Work instruction
Which lines of the entries contain the word "submit"? Please list them.

Dataset entries:
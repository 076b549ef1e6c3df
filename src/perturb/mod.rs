//! Structure-preserving adversarial text perturbation.
//!
//! Rewrites the text nodes of an HTML document so that a human reader sees
//! the same page while its lexical surface shifts enough to move a
//! text-based classifier. Tag names and attributes are untouched; the only
//! structural change is one provenance marker appended to `<head>`.
//!
//! Three transforms run in fixed order on every non-empty text node:
//!
//! 1. random capitalization (each letter upper-cased with probability 0.15)
//! 2. stopword injection (one filler word before every 7th word)
//! 3. benign paraphrase substitution (phishing phrases swapped for
//!    neutral equivalents, matched case-insensitively)

use rand::rngs::StdRng;
use rand::{Rng, SeedableRng};
use regex::Regex;
use scraper::{Html, Node};
use std::sync::OnceLock;

/// Probability that any single alphabetic character is upper-cased.
pub const CAPITALIZE_P: f64 = 0.15;

/// A filler word is injected before every `INJECT_EVERY`-th word.
pub const INJECT_EVERY: usize = 7;

const FILLERS: [&str; 5] = ["just", "only", "really", "very", "kind of"];

const PARAPHRASES: [(&str, &str); 3] = [
    ("log in", "sign in"),
    ("verify", "confirm"),
    ("account", "user account"),
];

/// Perturb an HTML document with a thread-local random source.
pub fn perturb(html: &str) -> String {
    perturb_with(html, &mut rand::thread_rng())
}

/// Perturb with a fixed seed. Output is reproducible, for tests.
pub fn perturb_seeded(html: &str, seed: u64) -> String {
    perturb_with(html, &mut StdRng::seed_from_u64(seed))
}

/// Perturb an HTML document using the given random source.
///
/// Pure over its inputs: no network, no storage. Script and style contents
/// are left alone so the output stays renderable.
pub fn perturb_with<R: Rng>(html: &str, rng: &mut R) -> String {
    let mut document = Html::parse_document(html);

    let text_nodes: Vec<ego_tree::NodeId> = document
        .tree
        .root()
        .descendants()
        .filter_map(|node| match node.value() {
            Node::Text(text) if !text.trim().is_empty() && !in_raw_tag(&node) => Some(node.id()),
            _ => None,
        })
        .collect();

    for id in text_nodes {
        if let Some(mut node) = document.tree.get_mut(id) {
            if let Node::Text(text) = node.value() {
                let original = text.text.to_string();
                let transformed =
                    benign_paraphrase(&inject_stopwords(&randomize_caps(&original, rng), rng));
                text.text = transformed.as_str().into();
            }
        }
    }

    let mut out = document.root_element().html();
    insert_marker(&mut out, rng.gen_range(0..10_000));
    out
}

fn in_raw_tag(node: &ego_tree::NodeRef<'_, Node>) -> bool {
    node.parent()
        .and_then(|parent| match parent.value() {
            Node::Element(el) => Some(el.name().to_ascii_lowercase()),
            _ => None,
        })
        .is_some_and(|name| matches!(name.as_str(), "script" | "style"))
}

/// Upper-case each alphabetic character independently with probability
/// [`CAPITALIZE_P`].
fn randomize_caps<R: Rng>(text: &str, rng: &mut R) -> String {
    text.chars()
        .map(|c| {
            if c.is_alphabetic() && rng.gen::<f64>() < CAPITALIZE_P {
                c.to_uppercase().next().unwrap_or(c)
            } else {
                c
            }
        })
        .collect()
}

/// Insert a random filler word before every [`INJECT_EVERY`]-th word.
fn inject_stopwords<R: Rng>(text: &str, rng: &mut R) -> String {
    let words: Vec<&str> = text.split_whitespace().collect();
    if words.is_empty() {
        return text.to_string();
    }

    let mut out: Vec<&str> = Vec::with_capacity(words.len() + words.len() / INJECT_EVERY + 1);
    for (i, word) in words.iter().enumerate() {
        if i % INJECT_EVERY == 0 {
            out.push(FILLERS[rng.gen_range(0..FILLERS.len())]);
        }
        out.push(word);
    }
    out.join(" ")
}

/// Replace phishing-associated phrases with benign equivalents.
///
/// Matching is case-insensitive so that phrases mangled by the earlier
/// capitalization pass are still caught. The replacement keeps a leading
/// capital when the matched text had one.
fn benign_paraphrase(text: &str) -> String {
    let mut out = text.to_string();
    for (pattern, replacement) in paraphrase_patterns() {
        out = pattern
            .replace_all(&out, |caps: &regex::Captures<'_>| {
                let matched = &caps[0];
                if matched.chars().next().is_some_and(char::is_uppercase) {
                    capitalize_first(replacement)
                } else {
                    (*replacement).to_string()
                }
            })
            .into_owned();
    }
    out
}

fn paraphrase_patterns() -> &'static Vec<(Regex, &'static str)> {
    static PATTERNS: OnceLock<Vec<(Regex, &'static str)>> = OnceLock::new();
    PATTERNS.get_or_init(|| {
        PARAPHRASES
            .iter()
            .map(|(from, to)| {
                let re = Regex::new(&format!("(?i){}", regex::escape(from)))
                    .expect("paraphrase pattern is valid");
                (re, *to)
            })
            .collect()
    })
}

fn capitalize_first(s: &str) -> String {
    let mut chars = s.chars();
    match chars.next() {
        Some(first) => first.to_uppercase().collect::<String>() + chars.as_str(),
        None => String::new(),
    }
}

/// Append the provenance marker inside `<head>`. Documents without a head
/// are left unmarked.
fn insert_marker(html: &mut String, nonce: u32) {
    if let Some(pos) = html.to_ascii_lowercase().find("</head>") {
        html.insert_str(
            pos,
            &format!(r#"<meta name="x-benign-variant" content="{nonce}">"#),
        );
    }
}

#[cfg(test)]
mod tests {
    use super::*;

    const PAGE: &str = r#"<html><head><title>Bank login</title></head>
        <body>
        <form class="login-box" action="/submit" method="post">
        <p>Please verify your account to log in.</p>
        <input type="text" name="user">
        </form>
        <script>var x = 1;</script>
        </body></html>"#;

    fn element_count(html: &str) -> usize {
        Html::parse_document(html)
            .tree
            .root()
            .descendants()
            .filter(|n| matches!(n.value(), Node::Element(_)))
            .count()
    }

    fn tag_names(html: &str) -> Vec<String> {
        Html::parse_document(html)
            .tree
            .root()
            .descendants()
            .filter_map(|n| match n.value() {
                Node::Element(el) => Some(el.name().to_string()),
                _ => None,
            })
            .collect()
    }

    #[test]
    fn seeded_perturbation_is_reproducible() {
        assert_eq!(perturb_seeded(PAGE, 7), perturb_seeded(PAGE, 7));
    }

    #[test]
    fn adds_exactly_one_marker_element() {
        let out = perturb_seeded(PAGE, 1);
        assert_eq!(element_count(&out), element_count(PAGE) + 1);
        assert!(out.contains(r#"name="x-benign-variant""#));
    }

    #[test]
    fn preserves_markup_skeleton() {
        let out = perturb_seeded(PAGE, 2);

        let mut original = tag_names(PAGE);
        let mut perturbed = tag_names(&out);
        // The marker is the only structural delta.
        let pos = perturbed.iter().position(|t| t == "meta").unwrap();
        perturbed.remove(pos);
        original.sort();
        perturbed.sort();
        assert_eq!(original, perturbed);

        // Attributes are untouched.
        assert!(out.contains(r#"class="login-box""#));
        assert!(out.contains(r#"action="/submit""#));
        assert!(out.contains(r#"name="user""#));
    }

    #[test]
    fn paraphrases_survive_random_capitalization() {
        for seed in 0..50 {
            let out = perturb_seeded(PAGE, seed);
            assert!(out.contains("confirm") || out.contains("Confirm"), "seed {seed}");
            assert!(!out.contains("verify"), "seed {seed}");
        }
    }

    #[test]
    fn script_content_is_untouched() {
        let out = perturb_seeded(PAGE, 3);
        assert!(out.contains("var x = 1;"));
    }

    #[test]
    fn paraphrase_keeps_leading_capital() {
        assert_eq!(benign_paraphrase("Verify now"), "Confirm now");
        assert_eq!(benign_paraphrase("please verify"), "please confirm");
    }

    #[test]
    fn stopword_injection_spacing() {
        let mut rng = StdRng::seed_from_u64(0);
        let text = (0..14).map(|i| format!("w{i}")).collect::<Vec<_>>().join(" ");
        let out = inject_stopwords(&text, &mut rng);
        let extra = out.split_whitespace().count() - 14;
        // One filler per started group of seven words; "kind of" counts as two.
        assert!((2..=4).contains(&extra), "extra words: {extra}");
    }

    #[test]
    fn no_head_means_no_marker() {
        let mut fragment = "<div>plain</div>".to_string();
        insert_marker(&mut fragment, 42);
        assert!(!fragment.contains("x-benign-variant"));
    }
}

Result of this task
        <form class="login-box" action="/submit" method="post">
        assert!(out.contains(r#"action="/submit""#));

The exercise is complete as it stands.